Tommy stepped through puddles of polluted rain, each one reflecting an artificial orange glow. Fleets of cigarette butts sailed the puddles in search of a new world. Under a hedge, a discarded burger box boasted life that had been resident there for months.

He was about to cross the rail bridge, his least favourite place in all of East London. He’d just gone by a memorial laid against a brick wall for a recent killing there. He was reluctant to pass but it was his only way home. He lit a fag and shoved his hands into the pockets of his leather jacket. The rain came down harder now. He bowed his head to stop the streams of filthy water getting into his eyes.

He walked down an alley and saw the entrance of the bridge — a filthy grey tube. The steps were slippery with urine and the air stank of illegal substances. He took one last pull on his cigarette and dropped the butt at his feet. His foot slipped slightly on the first metal step, but regardless, he trudged up the steel staircase in echoing booms. Tommy could feel the not-so-distant child within turning and walking away; it took guts and a willingness to act irrationally to pass the bridge unscathed.

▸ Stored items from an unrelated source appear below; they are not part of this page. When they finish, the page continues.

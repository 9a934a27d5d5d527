use miette::Diagnostic;
use podenvs_kube::error::PodEnvError;
use thiserror::Error;

pub(crate) type CliResult<T, E = CliError> = core::result::Result<T, E>;

const GENERAL_HELP: &str = r#"

- Check that the current kube context points at the cluster the pod runs in.

- Run with `RUST_LOG=podenvs_kube=debug` to see what is being resolved.
"#;

#[derive(Debug, Error, Diagnostic)]
pub(crate) enum CliError {
    #[error("Failed to create the async runtime: {0}")]
    RuntimeError(std::io::Error),

    #[error("no 'name' flag provided")]
    #[diagnostic(help("Pass `--name <POD>`, or `-` as the last argument to read the pod from stdin."))]
    MissingPodName,

    #[error("Failed to create Kubernetes API client: {0}")]
    #[diagnostic(help("Check your kubeconfig and `--context`.{GENERAL_HELP}"))]
    CreateKubeApiFailed(PodEnvError),

    #[error("Failed to read the pod document from `{0}`: {1}")]
    ReadPodDocument(String, std::io::Error),

    #[error("failed to get the pod {name}/{namespace}: {source}")]
    #[diagnostic(help("{GENERAL_HELP}"))]
    GetPodFailed {
        name: String,
        namespace: String,
        #[source]
        source: PodEnvError,
    },

    #[error("failed to read the pod from {origin}: {source}")]
    #[diagnostic(help("The document must be a single Pod in yaml or json."))]
    ParsePodDocument {
        origin: String,
        #[source]
        source: PodEnvError,
    },

    #[error(transparent)]
    #[diagnostic(help("Pick one of the listed containers with `--container <NAME>`."))]
    ContainerNotFound(PodEnvError),

    #[error(transparent)]
    #[diagnostic(help(
        "The referenced configmap/secret/key must exist and be readable with your credentials.{GENERAL_HELP}"
    ))]
    ResolveEnvFailed(PodEnvError),

    #[error("failed to print the envs: {0}")]
    Render(#[from] RenderError),
}

impl From<PodEnvError> for CliError {
    fn from(error: PodEnvError) -> Self {
        match error {
            PodEnvError::ContainerNotFound { .. } => CliError::ContainerNotFound(error),
            other => CliError::ResolveEnvFailed(other),
        }
    }
}

#[derive(Debug, Error)]
pub(crate) enum RenderError {
    #[error(transparent)]
    Io(#[from] std::io::Error),

    #[error(transparent)]
    Json(#[from] serde_json::Error),

    #[error(transparent)]
    Yaml(#[from] serde_yaml::Error),
}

He reached the top and realised he was not alone. He had feared the possibility,  had somehow known someone unsavoury would be there. About four of them — dark figures with hoods and caps over their faces.

They were dark shadows reflecting teachings of hate and murder, glamorised by public view, standing clustered inside the dark tube. Not one of them bore his own personality, just shadows of another shadow. In the darkness shone their blades, silver hate and twisted power flicking around in their fingers.

Tommy turned and walked calmly back toward the stairs. The air was quiet, save the hammering rain on the iron roof. Then he heard the clatter of the gang behind him bursting into a bloodthirsty charge over the iron floor.

He started to run but found himself slamming into the bodies of two more thugs heading him off at the stairs. Adrenaline struck him; it drew his hands from his coat — shortly after it drew the knife.

Tommy’s innocence flew from his pocket in the flash of a blade; it followed the sharpened edge into the body of the boy in front of him. The lifeless body crashed down the stairs and splashed in the rain and fluids; tomorrow that patch of darkness would be martyred as a victim dealt an undeserving death. Tommy had built a wall of flowers, decorated with photographs and love notes for the deceased, though each item hid the dark surface of the bricks behind it.

He bolted down the stairs and leapt onto the rails, cold fear screaming from his lungs as the breath burned his lips. They pursued like beasts, matching his fear-fuelled escape.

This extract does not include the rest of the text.